EXERCISE DIRECTIONS =
Counting only lines that contain the word "RawDevice", state the total for the listing below and nothing else.

PROVIDED RECORDS =
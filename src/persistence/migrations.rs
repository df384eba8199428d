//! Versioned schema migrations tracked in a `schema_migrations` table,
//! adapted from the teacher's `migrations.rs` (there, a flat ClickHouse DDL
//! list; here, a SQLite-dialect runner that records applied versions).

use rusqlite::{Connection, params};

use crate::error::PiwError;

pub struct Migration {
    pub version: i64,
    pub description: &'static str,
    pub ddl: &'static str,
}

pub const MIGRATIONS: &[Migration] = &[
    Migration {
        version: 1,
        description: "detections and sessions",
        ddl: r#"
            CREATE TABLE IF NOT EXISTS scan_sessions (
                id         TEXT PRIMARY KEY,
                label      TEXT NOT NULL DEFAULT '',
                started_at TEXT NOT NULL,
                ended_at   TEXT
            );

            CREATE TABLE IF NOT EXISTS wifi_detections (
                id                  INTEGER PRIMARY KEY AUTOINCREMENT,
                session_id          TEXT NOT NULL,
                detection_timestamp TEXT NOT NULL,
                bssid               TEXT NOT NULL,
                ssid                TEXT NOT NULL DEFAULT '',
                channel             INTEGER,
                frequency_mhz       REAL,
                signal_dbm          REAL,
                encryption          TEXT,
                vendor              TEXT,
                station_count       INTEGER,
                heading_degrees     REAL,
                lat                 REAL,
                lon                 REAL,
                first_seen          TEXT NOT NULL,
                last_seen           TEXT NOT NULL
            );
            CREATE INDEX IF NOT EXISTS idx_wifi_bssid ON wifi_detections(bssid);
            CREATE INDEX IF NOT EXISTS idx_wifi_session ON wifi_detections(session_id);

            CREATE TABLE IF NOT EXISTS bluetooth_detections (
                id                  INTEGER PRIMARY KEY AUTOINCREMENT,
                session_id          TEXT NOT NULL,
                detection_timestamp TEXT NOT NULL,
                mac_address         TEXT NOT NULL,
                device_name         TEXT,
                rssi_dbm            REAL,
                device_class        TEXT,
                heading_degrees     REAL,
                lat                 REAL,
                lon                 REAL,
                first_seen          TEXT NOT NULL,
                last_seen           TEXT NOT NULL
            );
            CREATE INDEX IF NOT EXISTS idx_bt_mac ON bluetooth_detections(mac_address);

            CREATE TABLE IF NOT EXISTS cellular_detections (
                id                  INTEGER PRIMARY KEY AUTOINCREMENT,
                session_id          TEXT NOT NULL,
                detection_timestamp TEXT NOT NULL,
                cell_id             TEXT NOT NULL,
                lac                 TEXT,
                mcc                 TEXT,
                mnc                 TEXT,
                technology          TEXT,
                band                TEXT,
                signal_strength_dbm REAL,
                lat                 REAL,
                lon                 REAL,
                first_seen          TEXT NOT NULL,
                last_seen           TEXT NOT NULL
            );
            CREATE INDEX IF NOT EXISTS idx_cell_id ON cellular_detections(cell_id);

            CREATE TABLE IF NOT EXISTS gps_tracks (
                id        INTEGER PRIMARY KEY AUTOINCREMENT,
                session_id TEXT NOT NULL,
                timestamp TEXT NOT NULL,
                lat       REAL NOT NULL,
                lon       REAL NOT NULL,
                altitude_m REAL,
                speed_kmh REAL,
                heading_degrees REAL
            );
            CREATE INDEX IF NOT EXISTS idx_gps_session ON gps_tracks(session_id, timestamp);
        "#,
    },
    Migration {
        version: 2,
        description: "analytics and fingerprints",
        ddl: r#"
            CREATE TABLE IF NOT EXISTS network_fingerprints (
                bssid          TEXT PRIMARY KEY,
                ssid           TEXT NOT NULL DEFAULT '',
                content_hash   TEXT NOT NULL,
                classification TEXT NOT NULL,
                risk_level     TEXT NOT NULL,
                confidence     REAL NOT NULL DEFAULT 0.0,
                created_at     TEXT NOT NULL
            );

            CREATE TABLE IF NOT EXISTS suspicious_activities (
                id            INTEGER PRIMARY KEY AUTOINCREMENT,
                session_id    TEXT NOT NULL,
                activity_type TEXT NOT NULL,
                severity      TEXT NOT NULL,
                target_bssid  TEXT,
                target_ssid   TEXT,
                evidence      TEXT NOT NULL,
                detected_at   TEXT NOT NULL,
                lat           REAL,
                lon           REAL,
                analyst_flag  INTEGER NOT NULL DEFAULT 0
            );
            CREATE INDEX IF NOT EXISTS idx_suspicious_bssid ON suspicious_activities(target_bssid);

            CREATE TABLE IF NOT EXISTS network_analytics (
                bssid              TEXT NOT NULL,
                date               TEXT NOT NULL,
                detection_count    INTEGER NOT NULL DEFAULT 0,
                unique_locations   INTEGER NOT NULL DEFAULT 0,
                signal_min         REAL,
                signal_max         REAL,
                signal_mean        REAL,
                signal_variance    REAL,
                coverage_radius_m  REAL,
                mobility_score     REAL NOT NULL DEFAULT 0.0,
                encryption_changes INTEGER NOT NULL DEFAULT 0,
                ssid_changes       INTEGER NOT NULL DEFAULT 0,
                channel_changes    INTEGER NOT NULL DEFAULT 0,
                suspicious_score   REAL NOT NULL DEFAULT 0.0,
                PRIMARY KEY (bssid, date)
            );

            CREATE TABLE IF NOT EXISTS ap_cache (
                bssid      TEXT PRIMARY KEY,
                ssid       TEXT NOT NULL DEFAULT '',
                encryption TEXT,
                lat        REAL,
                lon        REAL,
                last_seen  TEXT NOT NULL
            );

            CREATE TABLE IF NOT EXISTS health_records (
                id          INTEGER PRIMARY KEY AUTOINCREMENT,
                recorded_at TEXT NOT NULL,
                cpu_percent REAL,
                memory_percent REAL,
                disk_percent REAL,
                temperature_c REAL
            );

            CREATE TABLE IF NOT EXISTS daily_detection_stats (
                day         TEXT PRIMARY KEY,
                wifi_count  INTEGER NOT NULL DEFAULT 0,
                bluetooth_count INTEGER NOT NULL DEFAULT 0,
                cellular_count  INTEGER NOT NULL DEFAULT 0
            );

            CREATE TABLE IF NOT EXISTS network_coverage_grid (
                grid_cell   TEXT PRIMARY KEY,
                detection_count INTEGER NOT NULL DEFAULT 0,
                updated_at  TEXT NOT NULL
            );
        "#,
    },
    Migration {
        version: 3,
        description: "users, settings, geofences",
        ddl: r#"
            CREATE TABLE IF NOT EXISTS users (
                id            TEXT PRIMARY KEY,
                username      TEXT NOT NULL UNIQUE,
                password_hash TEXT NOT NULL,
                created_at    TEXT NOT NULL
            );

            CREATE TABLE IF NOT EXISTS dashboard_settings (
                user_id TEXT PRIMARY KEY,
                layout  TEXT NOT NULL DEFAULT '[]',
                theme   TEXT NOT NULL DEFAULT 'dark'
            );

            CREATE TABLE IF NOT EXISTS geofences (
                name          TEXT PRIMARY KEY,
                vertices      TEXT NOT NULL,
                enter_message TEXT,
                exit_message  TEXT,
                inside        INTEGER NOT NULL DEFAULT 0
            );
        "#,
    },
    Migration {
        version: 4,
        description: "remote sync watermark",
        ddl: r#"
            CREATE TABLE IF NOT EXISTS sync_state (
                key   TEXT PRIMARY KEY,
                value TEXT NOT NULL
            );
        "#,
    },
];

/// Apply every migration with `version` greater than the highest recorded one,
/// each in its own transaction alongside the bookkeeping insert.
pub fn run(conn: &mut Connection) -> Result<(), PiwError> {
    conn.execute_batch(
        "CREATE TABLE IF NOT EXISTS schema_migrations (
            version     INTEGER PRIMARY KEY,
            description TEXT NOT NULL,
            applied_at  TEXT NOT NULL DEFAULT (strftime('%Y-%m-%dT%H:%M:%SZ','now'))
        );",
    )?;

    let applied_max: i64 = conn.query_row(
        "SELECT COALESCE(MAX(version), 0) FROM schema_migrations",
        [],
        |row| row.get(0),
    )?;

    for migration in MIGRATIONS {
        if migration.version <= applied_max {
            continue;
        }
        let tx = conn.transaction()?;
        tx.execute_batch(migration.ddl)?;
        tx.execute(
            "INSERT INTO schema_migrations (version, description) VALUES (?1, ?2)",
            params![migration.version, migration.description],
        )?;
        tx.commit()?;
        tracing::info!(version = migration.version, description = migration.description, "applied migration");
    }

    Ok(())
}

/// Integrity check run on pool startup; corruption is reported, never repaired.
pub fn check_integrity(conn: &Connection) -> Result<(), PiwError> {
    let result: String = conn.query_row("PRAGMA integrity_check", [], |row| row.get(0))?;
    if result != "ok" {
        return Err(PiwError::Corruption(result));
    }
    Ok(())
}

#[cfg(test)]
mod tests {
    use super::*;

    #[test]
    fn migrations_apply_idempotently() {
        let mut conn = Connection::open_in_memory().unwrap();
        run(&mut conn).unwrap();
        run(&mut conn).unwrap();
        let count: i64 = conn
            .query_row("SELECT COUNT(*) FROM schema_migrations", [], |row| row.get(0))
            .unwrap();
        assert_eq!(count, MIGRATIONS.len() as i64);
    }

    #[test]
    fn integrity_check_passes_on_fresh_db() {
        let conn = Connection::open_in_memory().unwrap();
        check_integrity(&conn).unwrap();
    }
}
--
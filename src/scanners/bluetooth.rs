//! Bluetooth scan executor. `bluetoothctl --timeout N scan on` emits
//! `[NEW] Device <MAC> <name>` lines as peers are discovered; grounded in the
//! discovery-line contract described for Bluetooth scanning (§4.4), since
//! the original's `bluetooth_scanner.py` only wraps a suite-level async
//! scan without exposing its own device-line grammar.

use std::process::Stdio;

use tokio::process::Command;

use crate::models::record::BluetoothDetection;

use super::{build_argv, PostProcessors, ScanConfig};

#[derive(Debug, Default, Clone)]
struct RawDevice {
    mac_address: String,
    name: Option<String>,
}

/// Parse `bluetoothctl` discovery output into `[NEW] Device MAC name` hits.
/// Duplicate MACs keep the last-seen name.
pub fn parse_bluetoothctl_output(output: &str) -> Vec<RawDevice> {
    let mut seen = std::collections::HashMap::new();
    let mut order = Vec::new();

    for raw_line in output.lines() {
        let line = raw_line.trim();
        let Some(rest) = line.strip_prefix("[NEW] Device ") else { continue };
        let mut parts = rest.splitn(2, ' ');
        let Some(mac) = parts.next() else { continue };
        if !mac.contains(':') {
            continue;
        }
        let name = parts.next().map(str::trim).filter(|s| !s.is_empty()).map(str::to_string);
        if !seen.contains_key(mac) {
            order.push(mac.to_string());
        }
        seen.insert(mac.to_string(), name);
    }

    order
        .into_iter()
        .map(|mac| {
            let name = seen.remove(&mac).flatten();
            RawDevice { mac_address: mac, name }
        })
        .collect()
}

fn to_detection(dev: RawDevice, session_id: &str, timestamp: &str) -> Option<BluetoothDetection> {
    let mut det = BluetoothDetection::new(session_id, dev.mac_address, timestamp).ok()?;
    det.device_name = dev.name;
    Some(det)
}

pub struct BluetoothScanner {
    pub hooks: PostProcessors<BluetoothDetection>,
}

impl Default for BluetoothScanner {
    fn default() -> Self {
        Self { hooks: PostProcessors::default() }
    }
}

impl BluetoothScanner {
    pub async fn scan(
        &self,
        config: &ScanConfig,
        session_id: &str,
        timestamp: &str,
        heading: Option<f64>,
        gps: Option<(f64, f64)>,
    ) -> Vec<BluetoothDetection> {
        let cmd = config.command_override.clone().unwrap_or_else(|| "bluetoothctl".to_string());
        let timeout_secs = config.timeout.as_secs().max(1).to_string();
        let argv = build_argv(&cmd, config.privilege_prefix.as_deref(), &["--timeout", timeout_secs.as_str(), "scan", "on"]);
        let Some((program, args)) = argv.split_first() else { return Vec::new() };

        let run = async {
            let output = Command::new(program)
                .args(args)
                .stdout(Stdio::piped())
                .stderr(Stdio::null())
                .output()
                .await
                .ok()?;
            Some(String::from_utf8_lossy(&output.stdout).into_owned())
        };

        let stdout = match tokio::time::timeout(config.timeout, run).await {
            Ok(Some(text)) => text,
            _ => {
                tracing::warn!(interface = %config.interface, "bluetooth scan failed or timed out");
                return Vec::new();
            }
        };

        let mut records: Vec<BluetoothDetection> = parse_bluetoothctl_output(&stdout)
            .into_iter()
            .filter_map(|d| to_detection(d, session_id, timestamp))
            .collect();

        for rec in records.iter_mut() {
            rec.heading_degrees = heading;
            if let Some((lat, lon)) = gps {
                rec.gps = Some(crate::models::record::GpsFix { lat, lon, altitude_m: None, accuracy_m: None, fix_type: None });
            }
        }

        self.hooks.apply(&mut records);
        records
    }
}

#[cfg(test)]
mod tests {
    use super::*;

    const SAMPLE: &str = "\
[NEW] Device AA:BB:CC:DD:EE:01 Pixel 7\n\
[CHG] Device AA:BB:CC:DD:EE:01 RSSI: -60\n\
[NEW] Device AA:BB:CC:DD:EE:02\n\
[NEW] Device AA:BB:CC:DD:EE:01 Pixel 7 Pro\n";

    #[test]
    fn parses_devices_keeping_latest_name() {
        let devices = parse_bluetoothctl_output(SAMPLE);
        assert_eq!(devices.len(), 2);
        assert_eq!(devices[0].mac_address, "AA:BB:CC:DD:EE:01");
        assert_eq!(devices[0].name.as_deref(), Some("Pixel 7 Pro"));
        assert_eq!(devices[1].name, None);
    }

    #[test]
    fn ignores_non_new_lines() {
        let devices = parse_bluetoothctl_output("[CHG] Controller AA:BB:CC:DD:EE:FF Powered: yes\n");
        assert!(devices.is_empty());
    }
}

WORKED SOLUTION =
4